Venezuela has announced that it is changing the local currency from one million to just one bolivar. This change made in Bolivar will come into effect from October 1. Under the new currency system, the current price of 10 lakh bolivars will become one bolivar. The currency of the South American country, which is battling with unbridled inflation, has been declining for years. Venezuela is trying to normalize the situation through a cryptocurrency revolution based on the digital coin ‘reserve’. The digital currency has been in circulation since March 2020. Its purpose is to revive the economy of the country.

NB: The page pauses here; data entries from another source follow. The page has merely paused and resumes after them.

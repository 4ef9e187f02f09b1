//! HTTP request/response tracing middleware.

use tower_http::LatencyUnit;
use tower_http::trace::{DefaultMakeSpan, DefaultOnResponse, TraceLayer};
use tracing::Level;

/// Creates a tracing middleware for HTTP requests.
///
/// Opens an `INFO` span per request (method, path, version) and logs the
/// status code and latency in milliseconds on response.
pub fn layer()
-> TraceLayer<tower_http::classify::SharedClassifier<tower_http::classify::ServerErrorsAsFailures>>
{
    TraceLayer::new_for_http()
        .make_span_with(DefaultMakeSpan::new().level(Level::INFO))
        .on_response(
            DefaultOnResponse::new()
                .level(Level::INFO)
                .latency_unit(LatencyUnit::Millis),
        )
}
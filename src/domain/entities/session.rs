//! Login session entity.

use chrono::{DateTime, Utc};

/// One authenticated login.
///
/// A session is usable for refresh only while `is_active` is true and
/// `expired_at` lies in the future. Sessions are soft-revoked (never
/// deleted): logout flips `is_active` and stamps `logout_time`.
#[derive(Debug, Clone)]
pub struct Session {
    pub id: i64,
    pub user_id: i64,
    pub refresh_token: String,
    pub login_time: DateTime<Utc>,
    pub logout_time: Option<DateTime<Utc>>,
    pub expired_at: DateTime<Utc>,
    pub ip_address: String,
    pub user_agent: String,
    pub is_active: bool,
}

/// Input data for recording a new login.
#[derive(Debug, Clone)]
pub struct NewSession {
    pub user_id: i64,
    pub refresh_token: String,
    pub expired_at: DateTime<Utc>,
    pub ip_address: String,
    pub user_agent: String,
}
//! Per-user dashboard aggregates, served cache-aside.

use std::sync::Arc;

use crate::domain::entities::DailyVisits;
use crate::domain::repositories::StatsRepository;
use crate::error::AppError;
use crate::infrastructure::cache::{
    AGGREGATE_TTL_SECONDS, CacheService, HISTOGRAM_TTL_SECONDS, user_histogram_key,
    user_links_key, user_visits_key,
};
use serde::Serialize;
use tracing::warn;

/// Aggregate statistics for one user's dashboard.
#[derive(Debug, Clone, Serialize)]
pub struct StatsOverview {
    pub total_links: i64,
    pub total_visits: i64,
    pub last_7_days: Vec<DailyVisits>,
}

/// Service for dashboard aggregates.
///
/// Counters live behind short-TTL cache entries; the click worker deletes
/// them after every insert, so the dashboard stays eventually consistent
/// within one click. The underlying aggregate queries remain the source
/// of truth.
pub struct StatsService {
    stats: Arc<dyn StatsRepository>,
    cache: Arc<dyn CacheService>,
}

impl StatsService {
    pub fn new(stats: Arc<dyn StatsRepository>, cache: Arc<dyn CacheService>) -> Self {
        Self { stats, cache }
    }

    /// Returns the user's dashboard aggregates.
    pub async fn overview(&self, user_id: i64) -> Result<StatsOverview, AppError> {
        let total_links = self
            .cached_count(&user_links_key(user_id), || self.stats.total_links(user_id))
            .await?;
        let total_visits = self
            .cached_count(&user_visits_key(user_id), || {
                self.stats.total_visits(user_id)
            })
            .await?;
        let last_7_days = self.cached_histogram(user_id).await?;

        Ok(StatsOverview {
            total_links,
            total_visits,
            last_7_days,
        })
    }

    async fn cached_count<F, Fut>(&self, key: &str, load: F) -> Result<i64, AppError>
    where
        F: FnOnce() -> Fut,
        Fut: Future<Output = Result<i64, AppError>>,
    {
        if let Ok(Some(cached)) = self.cache.get(key).await {
            if let Ok(value) = cached.parse::<i64>() {
                return Ok(value);
            }
        }

        let value = load().await?;

        if let Err(e) = self
            .cache
            .set(key, &value.to_string(), AGGREGATE_TTL_SECONDS)
            .await
        {
            warn!(key, error = %e, "failed to cache aggregate counter");
        }

        Ok(value)
    }

    async fn cached_histogram(&self, user_id: i64) -> Result<Vec<DailyVisits>, AppError> {
        let key = user_histogram_key(user_id);

        if let Ok(Some(cached)) = self.cache.get(&key).await {
            if let Ok(histogram) = serde_json::from_str::<Vec<DailyVisits>>(&cached) {
                return Ok(histogram);
            }
        }

        let histogram = self.stats.last_7_days(user_id).await?;

        match serde_json::to_string(&histogram) {
            Ok(json) => {
                if let Err(e) = self.cache.set(&key, &json, HISTOGRAM_TTL_SECONDS).await {
                    warn!(key, error = %e, "failed to cache histogram");
                }
            }
            Err(e) => warn!(key, error = %e, "failed to serialize histogram"),
        }

        Ok(histogram)
    }
}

The decision to abolish one million bolivar notes will be another experiment of currency changes implemented by the country. A new 100 bolivar note will be the largest note after the new changes. Communications Minister Freddy Nanez tweeted that the country’s central bank will issue new notes with denominations of 5, 10, 20, 50 and 100 bolivar and one bolivar coin. These changes will come into effect with the release of new notes from October 1. Venezuela has entered its sixth year of economic recession. Due to the rising value of the US dollar, food prices have skyrocketed and millions of people have become poor.
There has already been an experiment to reduce zero
In May this year, Venezuelan consumer prices rose by 28.5% and the annual inflation rate exceeded 2,719%. In addition, Venezuela’s monthly minimum wage stood at three dollars. The fact is that two similar changes were made in the last decade, but it has done little to change the economic situation in Venezuela. This is the reason that this time also there is doubt among the people about the change in the notes. In 2008, former President Hugo Chávez decided to remove the three cumin seeds from Bolivar. His successor Nicolas Maduro removed the five-zero notes in 2018.
The cost of five liters of water is 74 lakh bolivar
Venezuela’s central bank will print notes, including one bolivar coin and new notes ranging from five to 100. The government has asked citizens to use digital dialects as much as possible. At present there is a shortage of one million bolivar in the market. Due to rising inflation, 7.4 million bolivar is needed to buy a five-liter bottle of water, which is equal to $1.84. This can be gauged from the deteriorating economic condition of Venezuela.